CAMEL: HARBOUR OF TEARS (1996)
1) Irish Air; 2) Irish Air (instrumental reprise); 3) Harbour Of Tears; 4) Cybh; 5) Send Home The Slates; 6) Under The Moon; 7) Watching The Bobbins; 8) Generations; 9) Eyes Of Ireland; 10) Running From Paradise; 11) End Of The Day; 12) Coming Of Age; 13) The Hour Candle.
Honestly, there's not much to say about Harbour Of Tears after what has been said about Dust And Dreams. Here is another concept album about people going out West — this time, not from the Dust Bowl to California, though, but from the coasts of Ireland to the American shores: a voyage more remote in time and more extensive in space, and thus, liable for a bit more graveness and epicness. Expectedly, we add some Celtic overtones here, most noticeable on the opening ʽIrish Airʼ — a theme first sung accappella by Mae McKenna, then performed by Andy on the flute, and finally, with a mighty opening howl, reproduced by him on electric guitar. It's a nice gradual transition from tender prettiness to wailing desperation, but it doesn't seem to have much of an original melody, and so, from the very start, you have everything that is right and everything that is wrong about this record in its first three minutes.

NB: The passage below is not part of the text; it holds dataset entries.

//! Error Types Module
//!
//! クレート全体で使用する構造化エラー型を定義するモジュール。
//! `thiserror`を使用して、エラーの自動変換とメッセージフォーマットを実現する。
//!
//! ファイル単位のエラーのメッセージ（`Display`）は、そのまま失敗レポートとして
//! 利用者に表示されるため、スペイン語の固定文言を使用します。

use thiserror::Error;

/// listas_pdfクレート全体で使用するエラー型
///
/// # エラーの種類
///
/// ファイル単位（バッチ内で隔離される）:
///
/// - `Read`: ファイルの読み込みに失敗
/// - `CorruptFile`: スプレッドシートとしてデコードできない
/// - `EmptyWorkbook` / `EmptySheet`: 構造的に空の入力
/// - `MissingColumns`: 必須列が見つからない
/// - `SecurityViolation`: 入力サイズやZIP構造の制限違反
///
/// 呼び出し全体が失敗するもの:
///
/// - `EmptyBatch`: 処理対象のファイルが0件
/// - `Render`: PDFの確定処理中のエラー（表の描画中に発生した場合は
///   そのファイルの失敗として記録される）
/// - `Config`: ビルダー設定の検証エラー
///
/// # 使用例
///
/// ```rust
/// use listas_pdf::ListError;
///
/// let error = ListError::MissingColumns(vec!["C/P".to_string()]);
/// assert_eq!(error.to_string(), "Faltan columnas requeridas: C/P");
/// assert!(error.is_per_file());
/// ```
#[derive(Error, Debug)]
pub enum ListError {
    /// ファイルハンドルから読み込めなかったエラー
    ///
    /// 元のI/Oエラーは`source()`から取得できます。
    #[error("Error de lectura de archivo.")]
    Read(#[from] std::io::Error),

    /// デコーダーがバイト列を解析できなかったエラー
    ///
    /// `reason`にはデコーダー由来の詳細が入りますが、表示メッセージには含めません。
    #[error("El archivo está corrupto o no es un formato Excel válido.")]
    CorruptFile {
        /// デコーダーが報告した詳細
        reason: String,
    },

    /// ワークブックにシートが1枚も存在しない
    #[error("El archivo Excel no contiene hojas de cálculo.")]
    EmptyWorkbook,

    /// 先頭シートに行が存在しない
    #[error("La hoja de cálculo está vacía.")]
    EmptySheet,

    /// ヘッダー行に必須列が含まれていない
    ///
    /// 欠落している列名を正規の順序で保持します。
    #[error("Faltan columnas requeridas: {}", .0.join(", "))]
    MissingColumns(Vec<String>),

    /// セキュリティ制限に違反したエラー
    ///
    /// 入力サイズの上限、ZIP bomb、パストラバーサルなど。
    #[error("El archivo excede los límites de seguridad: {0}")]
    SecurityViolation(String),

    /// 処理対象のファイルが0件で呼び出された
    #[error("No hay archivos para procesar.")]
    EmptyBatch,

    /// レポートの描画または確定処理に失敗したエラー
    #[error("Error al generar el PDF: {0}")]
    Render(String),

    /// 設定の検証に失敗したエラー
    ///
    /// `ListProcessorBuilder::build()`時に無効な設定が検出された場合に発生します。
    #[error("Configuration error: {0}")]
    Config(String),
}

impl ListError {
    /// バッチ内で隔離されるファイル単位のエラーかどうか
    ///
    /// `true`の場合、オーケストレーターはこのエラーを失敗レコードに変換して
    /// 次のファイルの処理を続行します。
    pub fn is_per_file(&self) -> bool {
        matches!(
            self,
            ListError::Read(_)
                | ListError::CorruptFile { .. }
                | ListError::EmptyWorkbook
                | ListError::EmptySheet
                | ListError::MissingColumns(_)
                | ListError::SecurityViolation(_)
        )
    }
}
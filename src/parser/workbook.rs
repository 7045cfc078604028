//! calamineによるワークブックデコーダー

use std::io::Cursor;

use calamine::{open_workbook_auto_from_rs, Data, Range, Reader};
use tracing::debug;

use super::WorkbookDecoder;
use crate::error::ListError;
use crate::types::{CellValue, Sheet};

/// calamineを使用したデコーダー
///
/// ワークブック形式はバイト列から自動判別します。
#[derive(Debug, Clone, Copy, Default)]
pub struct CalamineDecoder;

impl CalamineDecoder {
    pub fn new() -> Self {
        Self
    }
}

impl WorkbookDecoder for CalamineDecoder {
    fn first_sheet(&self, bytes: &[u8]) -> Result<Option<Sheet>, ListError> {
        let mut workbook =
            open_workbook_auto_from_rs(Cursor::new(bytes)).map_err(corrupt)?;

        let Some(name) = workbook.sheet_names().first().cloned() else {
            return Ok(None);
        };

        let range = match workbook.worksheet_range_at(0) {
            Some(result) => result.map_err(corrupt)?,
            None => return Ok(None),
        };

        let rows = range_to_rows(&range);
        debug!(sheet = %name, rows = rows.len(), "first sheet decoded");

        Ok(Some(Sheet::new(name, rows)))
    }
}

fn corrupt(error: calamine::Error) -> ListError {
    ListError::CorruptFile {
        reason: error.to_string(),
    }
}

/// calamineの範囲を行データに変換
///
/// 範囲は最初の使用セルから始まるため、先頭行がヘッダー行になります。
fn range_to_rows(range: &Range<Data>) -> Vec<Vec<CellValue>> {
    range
        .rows()
        .map(|row| row.iter().map(convert_cell).collect())
        .collect()
}

/// セル値の変換
///
/// 日付はシリアル値（数値）のまま扱います。
fn convert_cell(cell: &Data) -> CellValue {
    match cell {
        Data::Int(i) => CellValue::Number(*i as f64),
        Data::Float(f) => CellValue::Number(*f),
        Data::String(s) => CellValue::String(s.clone()),
        Data::Bool(b) => CellValue::Bool(*b),
        Data::DateTime(dt) => CellValue::Number(dt.as_f64()),
        Data::DateTimeIso(s) | Data::DurationIso(s) => CellValue::String(s.clone()),
        Data::Error(e) => CellValue::Error(format!("{:?}", e)),
        Data::Empty => CellValue::Empty,
        #[allow(unreachable_patterns)]
        _ => CellValue::Empty,
    }
}

#[cfg(test)]
mod tests {
    use super::*;

    #[test]
    fn test_convert_cell_variants() {
        assert_eq!(convert_cell(&Data::Int(7)), CellValue::Number(7.0));
        assert_eq!(convert_cell(&Data::Float(1.5)), CellValue::Number(1.5));
        assert_eq!(
            convert_cell(&Data::String("agua".to_string())),
            CellValue::String("agua".to_string())
        );
        assert_eq!(convert_cell(&Data::Bool(true)), CellValue::Bool(true));
        assert_eq!(convert_cell(&Data::Empty), CellValue::Empty);
        assert!(matches!(
            convert_cell(&Data::Error(calamine::CellErrorType::NA)),
            CellValue::Error(_)
        ));
    }

    #[test]
    fn test_garbage_is_corrupt() {
        let result = CalamineDecoder.first_sheet(b"definitely not a workbook");
        assert!(matches!(result, Err(ListError::CorruptFile { .. })));
    }

    #[test]
    fn test_empty_buffer_is_corrupt() {
        let result = CalamineDecoder.first_sheet(&[]);
        assert!(matches!(result, Err(ListError::CorruptFile { .. })));
    }

    // 実際のXLSXを使ったデコードは統合テスト（tests/）で検証します。
}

Right: the whole thing is permeated with quintessential Camel gloom, expressed in guitar tones, keyboard tones, chord sequences, build-ups, guitar solos, and vocals that sing about little other than toil, trouble, and grief caused by family separation rather than joy at the perspective of finding better life in a faraway country. Particularly good is that the sound is dominated by Latimer's acoustic/electric guitar and flute rather than keyboards (although Andy's new keyboardist, Mickey Simmonds, is not much of a step up from Scherpenzeel).
Wrong: the overall level of energy seems just as low as on the previous few albums, and the monotonous mood leaves little space for surprises. The Celtic flavour is a nice touch, but you will hardly surprise anyone with a traditional Irish air in 1996, and besides, the flavour itself is really limited to only a few tracks — in addition to ʽIrish Airʼ, there's ʽEyes Of Irelandʼ, a stereotypical waltz that could just as well have been Lennon's ʽWorking Class Heroʼ, and a few brief instrumentals that are really more New Age than Celtic folk. The rest is standard fare late Camel dirge-rock. The most «progressive» of the tracks is arguably ʽComing Of Ageʼ, a multi-section composition with some tricky time signatures, but even that one culminates in a «Camel wail», with a howling two-chord riff as its culmination.
The biggest problem is that the album presents itself as a gut-wrenching emotional journey, but by that time, it had become such a typical routine for Latimer that you'd have to forget everything you ever knew about Camel to have your guts truly wrenched out. Burn down all context, and you might actually want to shed some tears in the harbour. Put all the context back, and you might feel yourself too jaded and weathered to spare even a single drop of salt water, because everything here is so strictly formulaic and predictable — predictable to the point that even after three listens, I cannot single out a single song in my memory. Okay, I guess ʽWatching The Bobbinsʼ has that suspenseful pause before the final line in each verse, that sort of makes it a little special. What else is new? Nothing.
Granted, if you are a big fan of Latimer's guitar playing, ʽThe Hour Candleʼ and a few other instrumentals here are a must-have. I'm not sure how many chord sequences he uses that have not appeared on earlier Camel songs, but the blues soloing on ʽHour Candleʼ is tasteful and wonderfully showcases his skill with sustained notes. Still not a match for ʽLiesʼ, though: too anthemic and pompous to really cut to the bone, if you ask me.